Stored data entries:

//! The implementation of the [`wndbridge`](crate) crate for Windows.

use windows_sys::Win32::System::Com::{CoInitializeEx, CoUninitialize, COINIT_APARTMENTTHREADED};
use windows_sys::Win32::System::LibraryLoader::GetModuleHandleW;
use windows_sys::Win32::UI::WindowsAndMessaging::{
    DispatchMessageW, GetMessageW, TranslateMessage, MSG,
};

use crate::{
    ClassDescriptor, ClassResources, Error, Fetch, InstanceHandle, OsError, Platform, RawHandle,
    WindowCreateInfo, WindowProcedure,
};

mod error;
mod hwnd;
mod wndproc;

pub use self::error::describe;

/// The platform backed by the Win32 API.
#[derive(Debug, Clone, Copy, Default)]
pub struct Win32;

/// The platform of the current operating system.
pub type NativePlatform = Win32;

impl Platform for Win32 {
    type Message = MSG;

    #[inline]
    fn is_supported(&self) -> bool {
        true
    }

    fn initialize_apartment(&self) -> Result<(), Error> {
        let hr = unsafe { CoInitializeEx(std::ptr::null(), COINIT_APARTMENTTHREADED as _) };

        // `S_FALSE` means the thread already was in an apartment. It still has to be balanced.
        if hr < 0 {
            Err(OsError::new("CoInitializeEx", hr as u32).into())
        } else {
            Ok(())
        }
    }

    #[inline]
    fn uninitialize_apartment(&self) {
        unsafe { CoUninitialize() };
    }

    fn module_handle(&self) -> Result<InstanceHandle, Error> {
        let module = unsafe { GetModuleHandleW(std::ptr::null()) };

        if module == 0 {
            Err(error::last_error("GetModuleHandleW").into())
        } else {
            Ok(InstanceHandle(module))
        }
    }

    #[inline]
    fn class_resources(&self) -> Result<ClassResources, Error> {
        hwnd::class_resources()
    }

    #[inline]
    fn window_procedure(&self) -> WindowProcedure {
        wndproc::wndproc
    }

    #[inline]
    fn register_class(&self, class: &ClassDescriptor) -> Result<(), OsError> {
        hwnd::register_class(class)
    }

    #[inline]
    fn unregister_class(&self, name: &str, instance: InstanceHandle) {
        hwnd::unregister_class(name, instance);
    }

    #[inline]
    fn create_window(
        &self,
        class: &str,
        info: &WindowCreateInfo,
        instance: InstanceHandle,
    ) -> Result<RawHandle, OsError> {
        hwnd::create_window(class, info, instance)
    }

    #[inline]
    fn destroy_window(&self, window: RawHandle) {
        hwnd::destroy_window(window);
    }

    fn new_message(&self) -> MSG {
        // SAFETY: `MSG` is plain old data, all zeroes is a valid value.
        unsafe { std::mem::zeroed() }
    }

    fn next_message(&self, message: &mut MSG) -> Fetch {
        match unsafe { GetMessageW(message, 0, 0, 0) } {
            -1 => Fetch::Failed(error::last_error("GetMessageW")),
            0 => Fetch::Quit,
            _ => Fetch::Message,
        }
    }

    fn dispatch_message(&self, message: &MSG) {
        unsafe {
            TranslateMessage(message);
            DispatchMessageW(message);
        }
    }
}

#[cfg(test)]
mod tests {
    use windows_sys::Win32::UI::WindowsAndMessaging as wm;

    use crate::{message, ClassStyle, WindowCreateInfo, WindowStyles};

    #[test]
    fn message_numbers_match_the_system() {
        assert_eq!(message::WM_MOVE, wm::WM_MOVE);
        assert_eq!(message::WM_SIZE, wm::WM_SIZE);
        assert_eq!(message::WM_ACTIVATE, wm::WM_ACTIVATE);
        assert_eq!(message::WM_SETFOCUS, wm::WM_SETFOCUS);
        assert_eq!(message::WM_KILLFOCUS, wm::WM_KILLFOCUS);
        assert_eq!(message::WM_CLOSE, wm::WM_CLOSE);
        assert_eq!(message::WM_CAPTURECHANGED, wm::WM_CAPTURECHANGED);
    }

    #[test]
    fn class_styles_match_the_system() {
        assert_eq!(ClassStyle::VREDRAW.bits(), wm::CS_VREDRAW);
        assert_eq!(ClassStyle::HREDRAW.bits(), wm::CS_HREDRAW);
        assert_eq!(ClassStyle::OWNDC.bits(), wm::CS_OWNDC);
        assert_eq!(ClassStyle::NOCLOSE.bits(), wm::CS_NOCLOSE);
    }

    #[test]
    fn window_styles_match_the_system() {
        assert_eq!(WindowStyles::VISIBLE.bits(), wm::WS_VISIBLE);
        assert_eq!(WindowStyles::CAPTION.bits(), wm::WS_CAPTION);
        assert_eq!(WindowStyles::SYSMENU.bits(), wm::WS_SYSMENU);
        assert_eq!(WindowStyles::SIZE_BOX.bits(), wm::WS_SIZEBOX);
        assert_eq!(WindowStyles::MINIMIZE_BOX.bits(), wm::WS_MINIMIZEBOX);
        assert_eq!(WindowStyles::MAXIMIZE_BOX.bits(), wm::WS_MAXIMIZEBOX);

        let fixed = WindowStyles::for_window(&WindowCreateInfo::default());
        assert_eq!(
            fixed.bits(),
            wm::WS_VISIBLE | wm::WS_CAPTION | wm::WS_SYSMENU | wm::WS_MINIMIZEBOX
        );
    }

    #[test]
    fn system_messages_are_described() {
        // ERROR_FILE_NOT_FOUND
        assert!(super::describe(2).is_some());
    }
}
use crate::{LinkError, LinkEvent, LinkEvents, LinkFactory, LinkState, PeerLink, SdpKind};
use anyhow::{Context, Result};
use async_trait::async_trait;
use huddle_core::utils::{
    DEFAULT_STUN_ADDR, DEFAULT_STUN_ADDR_2, DEFAULT_STUN_ADDR_3, DEFAULT_STUN_ADDR_4,
};
use huddle_core::{IceCandidate, IceServerConfig, UserId};
use std::sync::Arc;
use tracing::{debug, info, warn};
use webrtc::api::interceptor_registry::register_default_interceptors;
use webrtc::api::media_engine::MediaEngine;
use webrtc::api::{API, APIBuilder};
use webrtc::ice_transport::ice_candidate::{RTCIceCandidate, RTCIceCandidateInit};
use webrtc::ice_transport::ice_server::RTCIceServer;
use webrtc::interceptor::registry::Registry;
use webrtc::peer_connection::RTCPeerConnection;
use webrtc::peer_connection::configuration::RTCConfiguration;
use webrtc::peer_connection::peer_connection_state::RTCPeerConnectionState;
use webrtc::peer_connection::sdp::session_description::RTCSessionDescription;
use webrtc::rtp_transceiver::RTCRtpTransceiver;
use webrtc::rtp_transceiver::rtp_codec::RTPCodecType;
use webrtc::rtp_transceiver::rtp_receiver::RTCRtpReceiver;
use webrtc::rtp_transceiver::rtp_sender::RTCRtpSender;
use webrtc::track::track_local::TrackLocal;
use webrtc::track::track_local::track_local_static_sample::TrackLocalStaticSample;
use webrtc::track::track_remote::TrackRemote;

pub type RemoteTrackHandler = Arc<dyn Fn(UserId, Arc<TrackRemote>) + Send + Sync>;

/// Creates `webrtc` peer connections with one audio transceiver each.
pub struct WebrtcLinkFactory {
    api: Arc<API>,
    ice_servers: Vec<RTCIceServer>,
    local_track: Option<Arc<TrackLocalStaticSample>>,
    on_remote_track: Option<RemoteTrackHandler>,
}

impl WebrtcLinkFactory {
    pub fn new(ice_servers: &[IceServerConfig]) -> Result<Self> {
        let mut media = MediaEngine::default();
        media.register_default_codecs()?;
        let registry = register_default_interceptors(Registry::new(), &mut media)?;

        let api = APIBuilder::new()
            .with_media_engine(media)
            .with_interceptor_registry(registry)
            .build();

        Ok(Self {
            api: Arc::new(api),
            ice_servers: rtc_ice_servers(ice_servers),
            local_track: None,
            on_remote_track: None,
        })
    }

    /// Sends `track` to every peer; without one the links are receive-only.
    pub fn with_local_track(mut self, track: Arc<TrackLocalStaticSample>) -> Self {
        self.local_track = Some(track);
        self
    }

    pub fn on_remote_track(mut self, handler: RemoteTrackHandler) -> Self {
        self.on_remote_track = Some(handler);
        self
    }

    async fn open(&self, peer: UserId, events: LinkEvents) -> Result<WebrtcLink> {
        let config = RTCConfiguration {
            ice_servers: self.ice_servers.clone(),
            ..Default::default()
        };
        let pc = Arc::new(self.api.new_peer_connection(config).await?);

        let sender = match &self.local_track {
            Some(track) => {
                let track: Arc<dyn TrackLocal + Send + Sync> = track.clone();
                Some(pc.add_track(track).await.context("adding local audio track")?)
            }
            None => {
                pc.add_transceiver_from_kind(RTPCodecType::Audio, None)
                    .await
                    .context("adding audio transceiver")?;
                None
            }
        };

        let state_events = events.clone();
        pc.on_peer_connection_state_change(Box::new(move |s: RTCPeerConnectionState| {
            let events = state_events.clone();
            Box::pin(async move {
                info!("Peer connection state changed for user {}: {:?}", peer, s);
                if let Some(state) = link_state(s) {
                    events.emit(LinkEvent::StateChanged(state));
                }
            })
        }));

        let ice_events = events.clone();
        pc.on_ice_candidate(Box::new(move |c: Option<RTCIceCandidate>| {
            let events = ice_events.clone();
            Box::pin(async move {
                let Some(candidate) = c else { return };
                let Ok(init) = candidate.to_json() else {
                    return;
                };
                events.emit(LinkEvent::LocalCandidate(IceCandidate {
                    candidate: init.candidate,
                    sdp_mid: init.sdp_mid,
                    sdp_m_line_index: init.sdp_mline_index,
                    username_fragment: init.username_fragment,
                }));
            })
        }));

        if let Some(handler) = self.on_remote_track.clone() {
            pc.on_track(Box::new(
                move |track: Arc<TrackRemote>,
                      _receiver: Arc<RTCRtpReceiver>,
                      _transceiver: Arc<RTCRtpTransceiver>| {
                    let handler = handler.clone();
                    Box::pin(async move {
                        debug!("Remote track {} from user {}", track.id(), peer);
                        handler(peer, track);
                    })
                },
            ));
        }

        Ok(WebrtcLink {
            peer,
            pc,
            sender,
            track: self.local_track.clone(),
        })
    }
}

#[async_trait(?Send)]
impl LinkFactory for WebrtcLinkFactory {
    async fn create(
        &self,
        peer: UserId,
        events: LinkEvents,
    ) -> Result<Box<dyn PeerLink>, LinkError> {
        let link = self.open(peer, events).await.map_err(LinkError::failed)?;
        Ok(Box::new(link))
    }
}

pub struct WebrtcLink {
    peer: UserId,
    pc: Arc<RTCPeerConnection>,
    sender: Option<Arc<RTCRtpSender>>,
    track: Option<Arc<TrackLocalStaticSample>>,
}

impl WebrtcLink {
    async fn offer(&self) -> Result<String> {
        let offer = self.pc.create_offer(None).await?;
        self.pc.set_local_description(offer.clone()).await?;
        Ok(offer.sdp)
    }

    async fn answer(&self) -> Result<String> {
        let answer = self.pc.create_answer(None).await?;
        self.pc.set_local_description(answer.clone()).await?;
        Ok(answer.sdp)
    }

    async fn apply_remote(&self, kind: SdpKind, sdp: &str) -> Result<()> {
        let desc = match kind {
            SdpKind::Offer => RTCSessionDescription::offer(sdp.to_string())?,
            SdpKind::Answer => RTCSessionDescription::answer(sdp.to_string())?,
        };
        self.pc.set_remote_description(desc).await?;
        Ok(())
    }

    async fn apply_candidate(&self, candidate: &IceCandidate) -> Result<()> {
        let init = RTCIceCandidateInit {
            candidate: candidate.candidate.clone(),
            sdp_mid: candidate.sdp_mid.clone(),
            sdp_mline_index: candidate.sdp_m_line_index,
            username_fragment: candidate.username_fragment.clone(),
        };
        self.pc.add_ice_candidate(init).await?;
        Ok(())
    }

    async fn toggle_audio(&self, enabled: bool) -> Result<()> {
        let (Some(sender), Some(track)) = (&self.sender, &self.track) else {
            return Ok(());
        };
        let track: Option<Arc<dyn TrackLocal + Send + Sync>> = if enabled {
            Some(track.clone())
        } else {
            None
        };
        sender.replace_track(track).await?;
        Ok(())
    }
}

#[async_trait(?Send)]
impl PeerLink for WebrtcLink {
    async fn create_offer(&self) -> Result<String, LinkError> {
        self.offer().await.map_err(LinkError::failed)
    }

    async fn create_answer(&self) -> Result<String, LinkError> {
        self.answer().await.map_err(LinkError::failed)
    }

    async fn set_remote_description(&self, kind: SdpKind, sdp: &str) -> Result<(), LinkError> {
        self.apply_remote(kind, sdp).await.map_err(LinkError::failed)
    }

    async fn rollback(&self) -> Result<(), LinkError> {
        Err(LinkError::Unsupported("rollback"))
    }

    async fn add_ice_candidate(&self, candidate: &IceCandidate) -> Result<(), LinkError> {
        self.apply_candidate(candidate)
            .await
            .map_err(LinkError::failed)
    }

    async fn set_audio_enabled(&self, enabled: bool) -> Result<(), LinkError> {
        self.toggle_audio(enabled).await.map_err(LinkError::failed)
    }

    async fn close(&self) {
        if let Err(e) = self.pc.close().await {
            warn!("Closing link to user {} failed: {}", self.peer, e);
        }
    }
}

fn link_state(state: RTCPeerConnectionState) -> Option<LinkState> {
    match state {
        RTCPeerConnectionState::New => Some(LinkState::New),
        RTCPeerConnectionState::Connecting => Some(LinkState::Connecting),
        RTCPeerConnectionState::Connected => Some(LinkState::Connected),
        RTCPeerConnectionState::Disconnected => Some(LinkState::Disconnected),
        RTCPeerConnectionState::Failed => Some(LinkState::Failed),
        RTCPeerConnectionState::Closed => Some(LinkState::Closed),
        _ => None,
    }
}

fn rtc_ice_servers(servers: &[IceServerConfig]) -> Vec<RTCIceServer> {
    if servers.is_empty() {
        return vec![RTCIceServer {
            urls: [
                DEFAULT_STUN_ADDR,
                DEFAULT_STUN_ADDR_2,
                DEFAULT_STUN_ADDR_3,
                DEFAULT_STUN_ADDR_4,
            ]
            .iter()
            .map(|url| url.to_string())
            .collect(),
            ..Default::default()
        }];
    }

    servers
        .iter()
        .map(|server| RTCIceServer {
            urls: server.urls.clone(),
            username: server.username.clone().unwrap_or_default(),
            credential: server.credential.clone().unwrap_or_default(),
            ..Default::default()
        })
        .collect()
}
use huddle_core::UserId;
use huddle_server::{Audience, Error};
use serde_json::json;
use std::time::Duration;

use crate::integration::init_tracing;
use crate::utils::{TestServer, user};

async fn lobby_with(server: &TestServer, ids: &[u64]) -> String {
    let room = server.public_room("Lobby").await;
    let key = room.id.to_string();
    for id in ids {
        server.huddle.join(&user(*id), &key).await.unwrap();
    }
    server.push.clear().await;
    key
}

#[tokio::test]
async fn test_batched_events_keep_order() {
    init_tracing();

    let server = TestServer::new(Duration::from_secs(60));
    let key = lobby_with(&server, &[1, 2]).await;

    let payload = json!({
        "recipient_id": 2,
        "events": {
            "1": { "type": "candidate", "candidate": { "candidate": "c1" } },
            "0": { "type": "offer", "sdp": "v=0" },
            "2": { "type": "candidate", "candidate": { "candidate": "c2" } }
        }
    });
    server.huddle.signal(&user(1), &key, &payload).await.unwrap();

    let kinds: Vec<String> = server
        .push
        .signals()
        .await
        .iter()
        .map(|(_, data, _)| data["type"].as_str().unwrap().to_string())
        .collect();
    assert_eq!(kinds, vec!["offer", "candidate", "candidate"]);
}

#[tokio::test]
async fn test_grouped_messages_fan_out_per_recipient() {
    init_tracing();

    let server = TestServer::new(Duration::from_secs(60));
    let key = lobby_with(&server, &[1, 2, 3]).await;

    let payload = json!({
        "messages": [
            { "recipient_id": 2, "events": [{ "type": "answer", "sdp": "a" }] },
            { "recipient_id": 3, "events": [
                { "type": "candidate", "candidate": { "candidate": "x" } },
                { "type": "candidate", "candidate": { "candidate": "y" } }
            ] }
        ]
    });
    let delivered = server.huddle.signal(&user(1), &key, &payload).await.unwrap();
    assert_eq!(delivered, 3);

    assert_eq!(server.push.delivered_to(UserId(2)).await.len(), 1);
    assert_eq!(server.push.delivered_to(UserId(3)).await.len(), 2);
    assert!(server.push.delivered_to(UserId(1)).await.is_empty());
}

#[tokio::test]
async fn test_member_of_private_room_is_a_known_recipient() {
    init_tracing();

    let server = TestServer::new(Duration::from_secs(60));
    let room = server.private_room("Standup", 1, &[4]).await;
    let key = room.id.to_string();

    // 4 has not joined yet; membership alone makes them addressable.
    let payload = json!({ "recipient_id": 4, "type": "offer", "sdp": "v=0" });
    server.huddle.signal(&user(1), &key, &payload).await.unwrap();

    let signals = server.push.signals().await;
    assert_eq!(signals.len(), 1);
    assert_eq!(signals[0].2, Audience::Users(vec![UserId(4)]));
}

#[tokio::test]
async fn test_unknown_recipient_rejects_whole_payload() {
    init_tracing();

    let server = TestServer::new(Duration::from_secs(60));
    let key = lobby_with(&server, &[1, 2]).await;

    let payload = json!({
        "messages": [
            { "recipient_id": 2, "events": [{ "type": "offer", "sdp": "a" }] },
            { "recipient_id": 9, "events": [{ "type": "offer", "sdp": "b" }] }
        ]
    });
    let err = server.huddle.signal(&user(1), &key, &payload).await.unwrap_err();

    assert!(matches!(err, Error::Validation(_)));
    assert!(server.push.all().await.is_empty());
}

#[tokio::test]
async fn test_empty_payload_is_a_validation_error() {
    init_tracing();

    let server = TestServer::new(Duration::from_secs(60));
    let key = lobby_with(&server, &[1, 2]).await;

    for payload in [json!({}), json!({ "recipient_id": 2 }), json!({ "messages": [] })] {
        let err = server.huddle.signal(&user(1), &key, &payload).await.unwrap_err();
        assert!(matches!(err, Error::Validation(_)), "payload {}", payload);
    }
}

#[tokio::test]
async fn test_outsider_cannot_signal_private_room() {
    init_tracing();

    let server = TestServer::new(Duration::from_secs(60));
    let room = server.private_room("Standup", 1, &[2]).await;

    let payload = json!({ "recipient_id": 2, "type": "offer", "sdp": "v=0" });
    let err = server
        .huddle
        .signal(&user(8), &room.id.to_string(), &payload)
        .await
        .unwrap_err();

    assert!(matches!(err, Error::Forbidden(_)));
}

#[tokio::test]
async fn test_push_failure_is_surfaced_to_sender() {
    init_tracing();

    let server = TestServer::new(Duration::from_secs(60));
    let key = lobby_with(&server, &[1, 2]).await;
    server.push.set_failing(true);

    let payload = json!({ "recipient_id": 2, "type": "offer", "sdp": "v=0" });
    let err = server.huddle.signal(&user(1), &key, &payload).await.unwrap_err();

    assert!(matches!(err, Error::Unavailable(_)));
}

PROBLEM DETAILS: State the number of lines above that hold the word "emit", and say nothing else.

OUTPUT FOR THIS TASK: 2